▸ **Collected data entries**

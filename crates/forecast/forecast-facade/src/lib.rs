//! Forecast Facade
//!
//! Unified re-exports and the high-level entry point for the forecasting
//! domain.
//!
//! # Example
//!
//! ```rust
//! use chrono::NaiveDate;
//! use forecast_facade::forecast_monthly;
//!
//! let history: Vec<f64> = (0..24).map(|t| 100.0 + t as f64).collect();
//! let last = NaiveDate::from_ymd_opt(2023, 12, 1).unwrap();
//!
//! let forecast = forecast_monthly(&history, last, Some(2024)).unwrap();
//! assert_eq!(forecast.len(), 12);
//! ```

// Re-export everything from SPI
pub use forecast_spi::*;

// Re-export everything from Core
pub use forecast_core::*;

use chrono::NaiveDate;

/// Resolve the horizon for `target_year` and produce a fixed-order ARIMA
/// forecast of the monthly history ending at `last_date`.
pub fn forecast_monthly(
    history: &[f64],
    last_date: NaiveDate,
    target_year: Option<i32>,
) -> Result<Vec<ForecastPoint>> {
    let steps = resolve_steps(target_year, last_date)?;
    ForecastEngine::new().forecast(history, last_date, steps)
}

▸ **Goal of the exercise**
Give every entry back unchanged. Leave none out.

▸ **Expected output**
filename crates/forecast/forecast-facade/src/lib.rs
//! Forecast Facade
//!
//! Unified re-exports and the high-level entry point for the forecasting
//! domain.
//!
//! # Example
//!
//! ```rust
//! use chrono::NaiveDate;
//! use forecast_facade::forecast_monthly;
//!
//! let history: Vec<f64> = (0..24).map(|t| 100.0 + t as f64).collect();
//! let last = NaiveDate::from_ymd_opt(2023, 12, 1).unwrap();
//!
//! let forecast = forecast_monthly(&history, last, Some(2024)).unwrap();
//! assert_eq!(forecast.len(), 12);
//! ```

// Re-export everything from SPI
pub use forecast_spi::*;

// Re-export everything from Core
pub use forecast_core::*;

use chrono::NaiveDate;

/// Resolve the horizon for `target_year` and produce a fixed-order ARIMA
/// forecast of the monthly history ending at `last_date`.
pub fn forecast_monthly(
    history: &[f64],
    last_date: NaiveDate,
    target_year: Option<i32>,
) -> Result<Vec<ForecastPoint>> {
    let steps = resolve_steps(target_year, last_date)?;
    ForecastEngine::new().forecast(history, last_date, steps)
}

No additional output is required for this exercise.